You never know what you’re going to get. They could be a box of chocolates – or as has been witnessed once or twice, they might not be ready for the major leagues, thrust into the limelight before they’ve paid their proper dues. Awkward. They would’ve been great in a bar, you might say. But one thing’s for sure: You’re going to see these hard working and lucky musicians in a bigger building than they ever would dreamed of playing if it weren’t for The Hit. People – strangers, casual fans – are listening carefully to see if there’s anything more. This is truly the proving ground.

For casual fans drawn to a rock show just because of that one cool song they liked on the radio – and what’s the name of the band with that one cool song? Portugal. The Man? What kind of name is that? – there’s a lot of fun in being surprised, to hear something you’ve never heard before.

Portugal. The Man delivered a surprisingly great show at the sold-out Winspear Centre on Monday night. They sounded like the long-lost recently-unfrozen Alaskan love children of Pink Floyd and Iron Butterfly: Heavy, soulful, uninhibited, and very, very trippy. Clearly unconcerned with such mundane matters as “hits,” they have depth: Eight albums dating from 2002, wrought in blood, sweat and frozen tears in the bear-infested wilds of isolated Alaska, where there’s nothing to do in the winter but work on your music (never mind that they’ve since moved to Portland) – much like Edmonton. The music shows its originality and eccentricity. It’s beautiful.

“We feel right at home here,” said frontman John Gourley, a remarkable singer and guitarist who performed in the shadows the entire night, perhaps he is shy, silhouetted by trippy visuals and occasionally illuminated by strobes and laser beams to reveal a regular dude dressed in a toque and jacket. Wasn’t he hot? Odd affectation. Like his bandmates, he sure could sing, though. Gourley’s falsetto perfectly nailed what sounds like female lead vocals in the band’s one big radio hit, Feel It Still.
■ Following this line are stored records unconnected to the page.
//! Structured error type for the command-line engine and its collaborators.
//!
//! Every failure carries the name of the function that raised it and a small
//! per-call-site number, so a rendered error such as `parseCmdFlag003` pins
//! down exactly which check fired. Callers wrap the errors of their callees,
//! keeping the whole chain reachable through [`std::error::Error::source`].

use std::error::Error as StdError;

use thiserror::Error;

/// Boxed cause attached to an [`NgsiError`].
pub type BoxError = Box<dyn StdError + Send + Sync + 'static>;

/// Result alias used across the crate.
pub type Result<T> = std::result::Result<T, NgsiError>;

/// Error raised by a specific call site.
#[derive(Debug, Error)]
#[error("{message}")]
pub struct NgsiError {
    /// Originating function name (e.g. `parseCmdFlag`).
    pub function: &'static str,
    /// Sequential number of the failing check inside `function`.
    pub errno: u32,
    /// Human readable message.
    pub message: String,
    #[source]
    source: Option<BoxError>,
}

impl NgsiError {
    pub fn new(function: &'static str, errno: u32, message: impl Into<String>) -> Self {
        Self {
            function,
            errno,
            message: message.into(),
            source: None,
        }
    }

    /// Attach an arbitrary cause.
    pub fn with_source(
        function: &'static str,
        errno: u32,
        message: impl Into<String>,
        source: impl Into<BoxError>,
    ) -> Self {
        Self {
            function,
            errno,
            message: message.into(),
            source: Some(source.into()),
        }
    }

    /// Re-raise `inner` from another call site, keeping its message.
    pub fn wrap(function: &'static str, errno: u32, inner: NgsiError) -> Self {
        let message = inner.message.clone();
        Self::with_source(function, errno, message, inner)
    }

    /// `function` + zero padded errno + message, e.g. `Run001 missing required options`.
    pub fn tagged(&self) -> String {
        sprint_msg(self.function, self.errno, &self.message)
    }

    /// Walk the cause chain, innermost last. `self` is not included.
    pub fn causes(&self) -> impl Iterator<Item = &(dyn StdError + 'static)> {
        let mut next = self.source();
        std::iter::from_fn(move || {
            let current = next?;
            next = current.source();
            Some(current)
        })
    }
}

/// Format a diagnostic line the way tagged errors are rendered.
pub fn sprint_msg(function: &str, errno: u32, msg: &str) -> String {
    format!("{}{:03} {}", function, errno, msg)
}

/// Render any error of the chain: tagged form for [`NgsiError`], plain otherwise.
pub fn message(err: &(dyn StdError + 'static)) -> String {
    match err.downcast_ref::<NgsiError>() {
        Some(e) => e.tagged(),
        None => err.to_string(),
    }
}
Speaking of which, part of the fun of seeing an alleged one-hit wonder live is wondering: When will they play The Hit? There is that extra trill of anticipation at such events. It’s telling that Portugal. The Man severed that albatross around their neck early in the show (usually the bands play The Hit last) after having made jaws drop by mutilating Metallica for the opening, before blasting into Another Brick in the Wall (Part 2) – effectively smelling out their own comparisons. There were moments in the show that were seriously as heavy as Metallica – and in the Winspear Centre, too. Shock and horror and spilled beer!

At stage right of the epic jam was guitarist Eric Howk in his wheelchair, who created rich textures of sound to combine with Gourley’s intense guitar work. Topping it all like icing on the cake by keyboard whiz Kyle O’Quin, who often dominated the mix with some kind of new fangled Hammond organ and a battery of fat analog synths for some amazing moments of pure retro psychedelic hard rock goodness. In-A-Gadda-Da-Vida, baby!

There are a lot of instant one-hit wonders floating around out there. It seems to be the way the music business is set up these days. Better a one hit wonder than a no hit wonder, eh? There seems to be a huge disconnect between pop radio and the actual fame – and fortune – of the artists who actually create the music. One sees a concert, often at a multi-band festival, hears the familiar radio song that’s everywhere, and exclaims, Aha! So THAT’s the band with that one song on the radio. I must hear more!

Such is the value of seeing live music. After this terrific show, Portugal. The Man deserves far more than one-hit wonderment.